TASK PROMPT: Print the listing exactly, but only as far as the line containing "use std::fs;". The first line and that line are both included.

SUPPLIED RECORDS:
= = = = =
//! Integration tests for tagtree
//!
//! These tests build real directory trees in temporary directories, index
//! them through a tagger that reads tags from a map instead of running the
//! external tool, and exercise the cache, search and cleanup workflows.

use std::collections::HashMap;
use std::fs;
use std::path::{Path, PathBuf};
use std::process::Command;

use tagtree::{
    cache::{CacheError, CacheStore},
    cleanup::{self, CleanupAction},
    search::{self, Query, SearchError, SearchOptions},
    tagger::{TagRecord, TagSource, TaggerError},
    tree::{ScanOptions, TagPredicate},
};
use tempfile::TempDir;

/// Tagger listing the real filesystem with tags from a lookup table
#[derive(Default)]
struct MapTagger {
    tags: HashMap<PathBuf, Vec<String>>,
}

impl MapTagger {
    fn tag(mut self, path: PathBuf, tags: &[&str]) -> Self {
        self.tags
            .insert(path, tags.iter().map(|t| (*t).to_string()).collect());
        self
    }

    fn record(&self, path: PathBuf) -> TagRecord {
        let tags = self.tags.get(&path).cloned().unwrap_or_default();
        TagRecord::new(path, tags)
    }

    fn children(dir: &Path) -> Vec<PathBuf> {
        let Ok(entries) = fs::read_dir(dir) else {
            return Vec::new();
        };
        let mut paths: Vec<PathBuf> = entries.filter_map(|e| e.ok()).map(|e| e.path()).collect();
        paths.sort();
        paths
    }

    fn collect(&self, dir: &Path, out: &mut Vec<TagRecord>) {
        for path in Self::children(dir) {
            let is_dir = path.is_dir();
            out.push(self.record(path.clone()));
            if is_dir {
                self.collect(&path, out);
            }
        }
    }
}

impl TagSource for MapTagger {
    fn list_recursive(&self, dir: &Path) -> Result<Vec<TagRecord>, TaggerError> {
        let mut out = Vec::new();
        self.collect(dir, &mut out);
        Ok(out)
    }

    fn list_level(&self, dir: &Path) -> Result<Vec<TagRecord>, TaggerError> {
        Ok(Self::children(dir)
            .into_iter()
            .map(|path| self.record(path))
            .collect())
    }
}

/// Media library fixture:
///
/// ```text
/// media/
///   Show [1080p]/        {Blue}
///     cover.jpg
///     movie.mkv
///   Other/
///     clip.22.01.05.mkv
///   show.21.04.03.S01E01.mkv {Red}
///   show.S01E02.avi
/// ```
fn media_fixture() -> (TempDir, PathBuf, MapTagger) {
    let temp = TempDir::new().unwrap();
    let root = temp.path().canonicalize().unwrap().join("media");
    fs::create_dir_all(root.join("Show [1080p]")).unwrap();
    fs::create_dir_all(root.join("Other")).unwrap();
    for file in [
        "Show [1080p]/cover.jpg",
        "Show [1080p]/movie.mkv",
        "Other/clip.22.01.05.mkv",
        "show.21.04.03.S01E01.mkv",
        "show.S01E02.avi",
    ] {
        fs::write(root.join(file), b"data").unwrap();
    }

    let tagger = MapTagger::default()
        .tag(root.join("Show [1080p]"), &["Blue"])
        .tag(root.join("show.21.04.03.S01E01.mkv"), &["Red"]);
    (temp, root, tagger)
}

fn cache_path(temp: &TempDir) -> PathBuf {
    temp.path().join("state/cache.bin")
}

fn terms(results: &[search::SearchResult<'_>]) -> Vec<String> {
    results.iter().map(search::SearchResult::term).collect()
}

#[test]
fn test_index_save_load_search() {
    let (temp, root, tagger) = media_fixture();
    let mut store = CacheStore::load(cache_path(&temp)).unwrap();
    assert!(store.is_empty());

    let stored = store
        .index(&tagger, &root, &ScanOptions::default())
        .unwrap();
    assert_eq!(stored, root);
    store.save().unwrap();

    let reloaded = CacheStore::load(cache_path(&temp)).unwrap();
    assert_eq!(reloaded.roots().collect::<Vec<_>>(), vec![root.as_path()]);
    assert_eq!(reloaded.get(&root).unwrap(), store.get(&root).unwrap());

    let query = Query::parse(&["@red"], true).unwrap();
    let results = search::search(&reloaded, None, &query, &SearchOptions::default()).unwrap();
    assert_eq!(terms(&results), vec!["show.21.04.03.S01E01.mkv"]);
}

#[test]
fn test_search_orders_by_date_and_drops_junk() {
    let (temp, root, tagger) = media_fixture();
    let mut store = CacheStore::empty(cache_path(&temp));
    store.index(&tagger, &root, &ScanOptions::default()).unwrap();

    let query = Query::parse(&["."], true).unwrap();
    let results = search::search(&store, Some(root.as_path()), &query, &SearchOptions::default()).unwrap();
    assert_eq!(
        terms(&results),
        vec![
            "Show [1080p]/movie.mkv",
            "show.S01E02.avi",
            "show.21.04.03.S01E01.mkv",
            "Other/clip.22.01.05.mkv",
        ]
    );
}

#[test]
fn test_search_min_depth() {
    let (temp, root, tagger) = media_fixture();
    let mut store = CacheStore::empty(cache_path(&temp));
    store.index(&tagger, &root, &ScanOptions::default()).unwrap();

    let query = Query::parse(&["mkv$"], true).unwrap();
    let options = SearchOptions {
        min_depth: 2,
        ..SearchOptions::default()
    };
    let results = search::search(&store, None, &query, &options).unwrap();
    assert_eq!(
        terms(&results),
        vec!["Show [1080p]/movie.mkv", "Other/clip.22.01.05.mkv"]
    );
}

#[test]
fn test_filtered_index_skips_untagged_subtrees() {
    let (temp, root, tagger) = media_fixture();
    let mut store = CacheStore::empty(cache_path(&temp));
    let options = ScanOptions {
        filter: Some(TagPredicate::new(["blue"])),
        with_metadata: false,
    };
    store.index(&tagger, &root, &options).unwrap();

    let tree = store.get(&root).unwrap();
    let names: Vec<&String> = tree.children.keys().collect();
    assert_eq!(names, vec!["Show [1080p]"]);
    assert_eq!(tree.children["Show [1080p]"].children.len(), 2);
}

#[test]
fn test_index_with_metadata() {
    let (temp, root, tagger) = media_fixture();
    let mut store = CacheStore::empty(cache_path(&temp));
    let options = ScanOptions {
        filter: None,
        with_metadata: true,
    };
    store.index(&tagger, &root, &options).unwrap();

    let file = &store.get(&root).unwrap().children["show.S01E02.avi"];
    let meta = file.metadata.as_ref().unwrap();
    assert!(!meta.is_dir);
    assert_eq!(meta.len, 4);
}

#[test]
fn test_index_missing_root() {
    let temp = TempDir::new().unwrap();
    let tagger = MapTagger::default();
    let mut store = CacheStore::empty(cache_path(&temp));
    let err = store
        .index(&tagger, &temp.path().join("absent"), &ScanOptions::default())
        .unwrap_err();
    assert!(matches!(err, CacheError::PathNotFound(_)));
    assert!(store.is_empty());
}

#[test]
fn test_search_unindexed_root() {
    let (temp, root, _) = media_fixture();
    let store = CacheStore::empty(cache_path(&temp));
    let query = Query::parse(&["mkv"], true).unwrap();
    let err = search::search(&store, Some(root.as_path()), &query, &SearchOptions::default()).unwrap_err();
    assert!(matches!(
        err,
        SearchError::Cache(CacheError::RootNotIndexed(_))
    ));
}

#[test]
fn test_rescan_picks_up_new_files() {
    let (temp, root, tagger) = media_fixture();
    let mut store = CacheStore::empty(cache_path(&temp));
    store.index(&tagger, &root, &ScanOptions::default()).unwrap();

    fs::write(root.join("Other/new.mkv"), b"new").unwrap();
    let rebuilt = store.rescan(&tagger, None).unwrap();
    assert_eq!(rebuilt, vec![root.clone()]);
    assert!(
        store.get(&root).unwrap().children["Other"]
            .children
            .contains_key("new.mkv")
    );
}

#[test]
fn test_rescan_vanished_root_leaves_store_unchanged() {
    let (temp, root, tagger) = media_fixture();
    let mut store = CacheStore::empty(cache_path(&temp));
    store.index(&tagger, &root, &ScanOptions::default()).unwrap();
    let before = store.get(&root).unwrap().clone();

    fs::remove_dir_all(&root).unwrap();
    let err = store.rescan(&tagger, None).unwrap_err();
    assert!(matches!(err, CacheError::PathNotFound(_)));
    assert_eq!(store.get(&root).unwrap(), &before);
}

#[test]
fn test_cleanup_plan_for_indexed_tree() {
    let (temp, root, tagger) = media_fixture();
    let mut store = CacheStore::empty(cache_path(&temp));
    store.index(&tagger, &root, &ScanOptions::default()).unwrap();

    let plans = cleanup::plan(store.get(&root).unwrap(), None);
    assert_eq!(plans.len(), 1);
    assert_eq!(
        plans[0].actions,
        vec![
            CleanupAction::Move {
                from: root.join("Show [1080p]/movie.mkv"),
                to: root.join("Show.mkv"),
            },
            CleanupAction::Tag {
                tag: "Blue".into(),
                path: root.join("Show.mkv"),
            },
            CleanupAction::Remove {
                path: root.join("Show [1080p]/cover.jpg"),
            },
            CleanupAction::RemoveDir {
                path: root.join("Show [1080p]"),
            },
        ]
    );
}

#[test]
fn test_dump_to_json() {
    let (temp, root, tagger) = media_fixture();
    let mut store = CacheStore::empty(cache_path(&temp));
    store.index(&tagger, &root, &ScanOptions::default()).unwrap();

    let dest = temp.path().join("dump.json");
    store.save_to(&dest).unwrap();

    let value: serde_json::Value = serde_json::from_slice(&fs::read(&dest).unwrap()).unwrap();
    let key = root.to_string_lossy();
    assert!(value["roots"][&*key]["children"]["Show [1080p]"].is_object());
}

/// Run rendered actions with `sh`, with `tag` stubbed out
fn run_script(actions: &[CleanupAction], dir: &Path) {
    let mut script = String::from("tag() { :; }\n");
    for action in actions {
        script.push_str(&action.to_string());
        script.push('\n');
    }
    let status = Command::new("sh")
        .arg("-c")
        .arg(&script)
        .current_dir(dir)
        .status()
        .unwrap();
    assert!(status.success(), "script failed:\n{script}");
}

#[test]
fn test_cleanup_script_keeps_odd_names_literal() {
    let temp = TempDir::new().unwrap();
    let root = temp.path().canonicalize().unwrap().join("media");
    let folder = root.join("Show $(touch PWNED) `touch TICK` \"q\" it's [1080p]");
    fs::create_dir_all(&folder).unwrap();
    fs::write(folder.join("movie.mkv"), b"data").unwrap();
    fs::write(folder.join("cover.jpg"), b"data").unwrap();
    let tagger = MapTagger::default().tag(folder.clone(), &["Blue"]);

    let mut store = CacheStore::empty(cache_path(&temp));
    store.index(&tagger, &root, &ScanOptions::default()).unwrap();
    let plans = cleanup::plan(store.get(&root).unwrap(), None);
    assert_eq!(plans.len(), 1);

    run_script(&plans[0].actions, &root);
    assert!(root.join("Show $(touch PWNED) `touch TICK` \"q\" it's.mkv").is_file());
    assert!(!folder.exists());
    assert!(!root.join("PWNED").exists());
    assert!(!root.join("TICK").exists());
}

#[test]
fn test_gather_moves_tagged_entries() {
    let (temp, root, tagger) = media_fixture();
    let mut store = CacheStore::empty(cache_path(&temp));
    store.index(&tagger, &root, &ScanOptions::default()).unwrap();

    let plan = cleanup::gather(store.get(&root).unwrap(), "Red").unwrap();
    assert_eq!(
        plan.actions,
        vec![
            CleanupAction::MakeDir {
                path: root.join("Red"),
            },
            CleanupAction::Move {
                from: root.join("show.21.04.03.S01E01.mkv"),
                to: root.join("Red/show.21.04.03.S01E01.mkv"),
            },
        ]
    );

    run_script(&plan.actions, &root);
    assert!(root.join("Red/show.21.04.03.S01E01.mkv").is_file());
    assert!(!root.join("show.21.04.03.S01E01.mkv").exists());
}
= = = = =
RESULT OF THIS TASK:
//! Integration tests for tagtree
//!
//! These tests build real directory trees in temporary directories, index
//! them through a tagger that reads tags from a map instead of running the
//! external tool, and exercise the cache, search and cleanup workflows.

use std::collections::HashMap;
use std::fs;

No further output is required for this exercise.